*WHAT YOU NEED TO DO:* In the entries below, find every line with "regression" and copy it.
*** EXCERPTED DATA
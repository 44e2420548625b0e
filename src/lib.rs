//! # vantedjo-forecast
//!
//! Daily sales forecasting for a poultry shop's product categories.
//!
//! Each category's history is clipped at a high quantile, log-transformed and
//! enriched with lag, moving-average and calendar regressors. A seasonal
//! regression-with-ARIMA-errors model is fitted on that table and rolled
//! forward one day at a time, feeding each forecast back in as history for
//! the next day's regressors. When the model cannot be fitted, a damped
//! trailing average takes over.
//!
//! ```no_run
//! use vantedjo_forecast::prelude::*;
//!
//! # fn main() -> vantedjo_forecast::Result<()> {
//! let series = load_sales("data/ts_ayam_potong_clean.csv", "Ayam_Potong", DateFormat::Iso)?;
//! let config = ForecastConfig::improved();
//! let pipeline = CategoryPipeline::new(config.clone(), config.estimator());
//!
//! let forecast = pipeline.forecast_category("ayam_potong", &series, &Calendar::new(), 14)?;
//! for point in &forecast.points {
//!     println!("{} {:.1}", point.date, point.predicted_quantity);
//! }
//! # Ok(())
//! # }
//! ```

#![allow(clippy::needless_range_loop)]

pub mod config;
pub mod core;
pub mod data;
pub mod error;
pub mod evaluation;
pub mod features;
pub mod forecast;
pub mod models;
pub mod pipeline;
pub mod server;
pub mod utils;

pub use error::{ForecastError, Result};

pub mod prelude {
    pub use crate::config::{AppConfig, ConfigLoader, ForecastConfig};
    pub use crate::core::{Calendar, CalendarRow, CoveragePolicy, SalesSeries};
    pub use crate::data::{load_calendar, load_sales, DateFormat};
    pub use crate::error::{ForecastError, Result};
    pub use crate::evaluation::{evaluate_holdout, HoldoutEvaluation};
    pub use crate::features::{build_features, FeatureSpec, FeatureTable};
    pub use crate::forecast::{forecast_horizon, ForecastPoint, RecursiveForecaster};
    pub use crate::models::{Estimator, FittedModel, SarimaxEstimator, TrailingAverage};
    pub use crate::pipeline::{CategoryForecast, CategoryPipeline, ForecastMethod, ForecastReport};
    pub use crate::utils::{AccuracyBand, AccuracyMetrics, MapePolicy};
}
impl FittedModel for FittedSarimax {
    fn forecast(&self, steps: usize, future_exog: &ExogMatrix) -> Result<Vec<f64>> {
        if future_exog.nrows() != steps {
            return Err(ForecastError::DimensionMismatch {
                expected: steps,
                got: future_exog.nrows(),
            });
        }
        if future_exog.ncols() != self.exog_names.len() {
            return Err(ForecastError::DimensionMismatch {
                expected: self.exog_names.len(),
                got: future_exog.ncols(),
            });
        }

        self.error_forecast(steps)
            .into_iter()
            .enumerate()
            .map(|(h, error)| {
                let row = future_exog.row(h).unwrap_or_default();
                let mean = self.regression.predict_row(&row)?;
                let value = mean + error;
                if value.is_finite() {
                    Ok(value)
                } else {
                    Err(ForecastError::Numerical(format!(
                        "forecast at step {} is not finite",
                        h + 1
                    )))
                }
            })
            .collect()
    }

    fn name(&self) -> &str {
        &self.name
    }
}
******
*ANSWER BOX:*
//! regression-with-ARIMA-errors model is fitted on that table and rolled
                let mean = self.regression.predict_row(&row)?;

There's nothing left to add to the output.